The next day was the second part of the medical abortion that I was extremely nervous for. At around 1pm I took 4 Misoprostol pills that I had to let sit and absorb in my cheeks for up to an hour to allow the medication to properly enter my bloodstream. This pill works to soften the cervix and bring on contractions that ultimately force a miscarriage. An hour or two after I took this medication I was throwing up and passing out from the pain.

For someone who has been having periods for the past 13 years I thought I would be prepared in some sense for the pain of the contractions, but I was proven wrong. When I woke up I spent the next few hours making multiple trips to the bathroom to push out blood clots.

Unfortunately I had complications with my abortion. Abortion aftercare involves getting multiple blood tests to make sure your hCG levels are dropping. hCG, or human chorionic gonadotropin, is a hormone produced during pregnancy. Mine wasn't dropping fast enough and I was still experiencing heavy bleeding. So after a trip to my GP and another scan I was told to go straight to the Auckland Hospital’s Women’s Assessment Unit because I was prone to get sepsis. Part of the membrane of the foetus was still attached to my uterus wall which meant I was still supplying a blood flow to it. The plan from my doctors was for me to get a D and C, which is where they scrape the uterus wall to get rid of any ‘leftovers’.
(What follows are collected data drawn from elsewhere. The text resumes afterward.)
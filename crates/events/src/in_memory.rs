//! In-memory transport implementations for tests/dev.
//!
//! - No IO, no background threads
//! - At-least-once acceptable (consumers must be idempotent)
//! - The work queue ignores consumer groups: tests exercise one group

use std::collections::{HashMap, VecDeque};
use std::sync::Mutex;
use std::time::Duration;

use async_trait::async_trait;

use crate::envelope::EventEnvelope;
use crate::transport::{
    ConsumeError, Delivery, EventLog, LogEntry, PublishError, WorkQueue,
};

/// Default requeue budget before a message dead-letters.
const DEFAULT_MAX_ATTEMPTS: u32 = 5;

/// In-memory ordered log: one append-only vector per topic.
#[derive(Debug, Default)]
pub struct InMemoryEventLog {
    topics: Mutex<HashMap<String, Vec<EventEnvelope>>>,
}

impl InMemoryEventLog {
    pub fn new() -> Self {
        Self::default()
    }

    /// Number of entries appended to `topic` so far.
    pub fn len(&self, topic: &str) -> usize {
        self.topics
            .lock()
            .unwrap()
            .get(topic)
            .map(Vec::len)
            .unwrap_or(0)
    }

    pub fn is_empty(&self, topic: &str) -> bool {
        self.len(topic) == 0
    }
}

#[async_trait]
impl EventLog for InMemoryEventLog {
    async fn publish(&self, topic: &str, envelope: &EventEnvelope) -> Result<(), PublishError> {
        let mut topics = self.topics.lock().unwrap();
        topics
            .entry(topic.to_string())
            .or_default()
            .push(envelope.clone());
        Ok(())
    }

    async fn read_from(
        &self,
        topic: &str,
        after: Option<&str>,
        max: usize,
    ) -> Result<Vec<LogEntry>, ConsumeError> {
        let topics = self.topics.lock().unwrap();
        let entries = match topics.get(topic) {
            Some(entries) => entries,
            None => return Ok(Vec::new()),
        };

        let start = match after {
            Some(offset) => {
                let index: usize = offset
                    .parse()
                    .map_err(|_| ConsumeError::Deserialization(format!("bad offset: {offset}")))?;
                index + 1
            }
            None => 0,
        };

        Ok(entries
            .iter()
            .enumerate()
            .skip(start)
            .take(max)
            .map(|(index, envelope)| LogEntry {
                offset: index.to_string(),
                envelope: envelope.clone(),
            })
            .collect())
    }
}

#[derive(Debug, Clone)]
struct QueuedMessage {
    id: u64,
    attempts: u32,
    envelope: EventEnvelope,
}

#[derive(Debug, Default)]
struct QueueState {
    next_id: u64,
    ready: VecDeque<QueuedMessage>,
    pending: HashMap<String, QueuedMessage>,
    dead: Vec<EventEnvelope>,
}

/// In-memory ack/nack queue with a bounded requeue budget and a dead-letter
/// list, mirroring the durable implementation's semantics.
#[derive(Debug)]
pub struct InMemoryWorkQueue {
    queues: Mutex<HashMap<String, QueueState>>,
    max_attempts: u32,
}

impl InMemoryWorkQueue {
    pub fn new() -> Self {
        Self::with_max_attempts(DEFAULT_MAX_ATTEMPTS)
    }

    pub fn with_max_attempts(max_attempts: u32) -> Self {
        Self {
            queues: Mutex::new(HashMap::new()),
            max_attempts,
        }
    }

    /// Messages that exhausted their retries or were dropped by policy.
    pub fn dead_letters(&self, queue: &str) -> Vec<EventEnvelope> {
        self.queues
            .lock()
            .unwrap()
            .get(queue)
            .map(|state| state.dead.clone())
            .unwrap_or_default()
    }

    /// Ready + in-flight message count.
    pub fn depth(&self, queue: &str) -> usize {
        self.queues
            .lock()
            .unwrap()
            .get(queue)
            .map(|state| state.ready.len() + state.pending.len())
            .unwrap_or(0)
    }
}

impl Default for InMemoryWorkQueue {
    fn default() -> Self {
        Self::new()
    }
}

#[async_trait]
impl WorkQueue for InMemoryWorkQueue {
    async fn enqueue(&self, queue: &str, envelope: &EventEnvelope) -> Result<(), PublishError> {
        let mut queues = self.queues.lock().unwrap();
        let state = queues.entry(queue.to_string()).or_default();
        state.next_id += 1;
        state.ready.push_back(QueuedMessage {
            id: state.next_id,
            attempts: 1,
            envelope: envelope.clone(),
        });
        Ok(())
    }

    async fn dequeue(
        &self,
        queue: &str,
        _group: &str,
        _consumer: &str,
        wait: Duration,
    ) -> Result<Option<Delivery>, ConsumeError> {
        // One immediate attempt, one after the wait: enough to emulate a
        // blocking pop for tests without a notifier.
        for attempt in 0..2 {
            {
                let mut queues = self.queues.lock().unwrap();
                if let Some(state) = queues.get_mut(queue) {
                    if let Some(msg) = state.ready.pop_front() {
                        let receipt = msg.id.to_string();
                        let delivery = Delivery {
                            receipt: receipt.clone(),
                            attempts: msg.attempts,
                            envelope: msg.envelope.clone(),
                        };
                        state.pending.insert(receipt, msg);
                        return Ok(Some(delivery));
                    }
                }
            }
            if attempt == 0 {
                tokio::time::sleep(wait).await;
            }
        }
        Ok(None)
    }

    async fn ack(
        &self,
        queue: &str,
        _group: &str,
        delivery: &Delivery,
    ) -> Result<(), ConsumeError> {
        let mut queues = self.queues.lock().unwrap();
        if let Some(state) = queues.get_mut(queue) {
            state.pending.remove(&delivery.receipt);
        }
        Ok(())
    }

    async fn nack(
        &self,
        queue: &str,
        _group: &str,
        delivery: &Delivery,
        requeue: bool,
    ) -> Result<(), ConsumeError> {
        let mut queues = self.queues.lock().unwrap();
        let state = match queues.get_mut(queue) {
            Some(state) => state,
            None => return Ok(()),
        };
        let msg = match state.pending.remove(&delivery.receipt) {
            Some(msg) => msg,
            None => return Ok(()),
        };

        if requeue && msg.attempts < self.max_attempts {
            state.ready.push_back(QueuedMessage {
                attempts: msg.attempts + 1,
                ..msg
            });
        } else {
            tracing::warn!(
                queue,
                attempts = msg.attempts,
                event_id = %msg.envelope.event_id(),
                "message dead-lettered"
            );
            state.dead.push(msg.envelope);
        }
        Ok(())
    }
}

#[cfg(test)]
mod tests {
    use super::*;
    use chrono::Utc;

    use circulation_core::BookId;

    use crate::event::{BookCreated, ChangeEvent};

    fn sample_envelope() -> EventEnvelope {
        EventEnvelope::new(ChangeEvent::Created(BookCreated {
            book_id: BookId::new(),
            title: "Dune".to_string(),
            author: "Frank Herbert".to_string(),
            occurred_at: Utc::now(),
        }))
    }

    #[tokio::test]
    async fn log_preserves_order_and_offsets_resume() {
        let log = InMemoryEventLog::new();
        let first = sample_envelope();
        let second = sample_envelope();
        log.publish("library-events", &first).await.unwrap();
        log.publish("library-events", &second).await.unwrap();

        let entries = log.read_from("library-events", None, 10).await.unwrap();
        assert_eq!(entries.len(), 2);
        assert_eq!(entries[0].envelope, first);

        let resumed = log
            .read_from("library-events", Some(&entries[0].offset), 10)
            .await
            .unwrap();
        assert_eq!(resumed.len(), 1);
        assert_eq!(resumed[0].envelope, second);
    }

    #[tokio::test]
    async fn ack_removes_message() {
        let queue = InMemoryWorkQueue::new();
        queue
            .enqueue("book-notifications", &sample_envelope())
            .await
            .unwrap();

        let delivery = queue
            .dequeue("book-notifications", "g", "c", Duration::from_millis(1))
            .await
            .unwrap()
            .unwrap();
        assert_eq!(delivery.attempts, 1);

        queue.ack("book-notifications", "g", &delivery).await.unwrap();
        assert_eq!(queue.depth("book-notifications"), 0);

        let next = queue
            .dequeue("book-notifications", "g", "c", Duration::from_millis(1))
            .await
            .unwrap();
        assert!(next.is_none());
    }

    #[tokio::test]
    async fn nack_requeue_increments_attempts_until_dead_letter() {
        let queue = InMemoryWorkQueue::with_max_attempts(2);
        queue.enqueue("q", &sample_envelope()).await.unwrap();

        let first = queue
            .dequeue("q", "g", "c", Duration::from_millis(1))
            .await
            .unwrap()
            .unwrap();
        queue.nack("q", "g", &first, true).await.unwrap();

        let second = queue
            .dequeue("q", "g", "c", Duration::from_millis(1))
            .await
            .unwrap()
            .unwrap();
        assert_eq!(second.attempts, 2);

        // Budget exhausted: the requeue turns into a dead-letter.
        queue.nack("q", "g", &second, true).await.unwrap();
        assert_eq!(queue.dead_letters("q").len(), 1);
        assert_eq!(queue.depth("q"), 0);
    }

    #[tokio::test]
    async fn nack_drop_dead_letters_immediately() {
        let queue = InMemoryWorkQueue::new();
        queue.enqueue("q", &sample_envelope()).await.unwrap();

        let delivery = queue
            .dequeue("q", "g", "c", Duration::from_millis(1))
            .await
            .unwrap()
            .unwrap();
        queue.nack("q", "g", &delivery, false).await.unwrap();

        assert_eq!(queue.dead_letters("q").len(), 1);
    }
}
Thankfully, after spending the night in hospital with antibiotics being injected into me every 6 hours or so I was fine to go home the next day. The phantom pain continued for a few months after. I have talked to lots of people in my life since then, especially women, because I feel like it isn’t something that is taught in school or later education, unless you are specifically studying medicine or women’s health.

I thought maybe by spreading awareness it can let men and women know a little bit about why safe sex is truly so important. People have abortions everyday and

I’m so thankful I was living in a country where I was able to get this procedure. I can’t imagine what young women in the States are currently going through where they can’t get free, safe, and local healthcare surrounding abortions.

Even though it was painful and traumatic, I’m so immensely thankful to the Aotearoa healthcare system that provided me with so much care, even post-procedure. Please make sure you use protection and practise safe sex, because that was truly not worth going through. But also be thankful we live in a part of the world where women's health care is taken seriously. Everyone that cared for me at EDU, Auckland Hospital’s Women’s Assessment Unit and my GP, gave me the best care I could have hoped for.

I understand it can be a difficult life decision to make, whether to bring new life into the world. I knew that personally it wasn’t the right time. And from that decision I have been able to find a life partner, move countries, and make plans that might not have been conceivable if I had a young child right now.

I’m not too sure what the point of sharing this was. Maybe more to give people an insight into what it’s really like for women, and the physical toll it takes on us (we are so fucking strong), and also how lucky we are compared to other parts of the world, where women have to go through more troublesome pregnancies, and they deserve all our compassion and where possible the fight for their freedom to choose. There is always more to be said, it is a constant debate, especially from what I’ve seen on social media, which can be a scary place to get information.

Ultimately it is my decision to choose the course of my life and the decision for the grain of rice that had taken up residence in my body for a short two months. I always looked at it like the foetus was still just an extension of me, with no soul yet. It was just getting ready for the potential of life and consciousness. But when I am ready, later in life, I can’t wait to meet the little soul that’s first in line.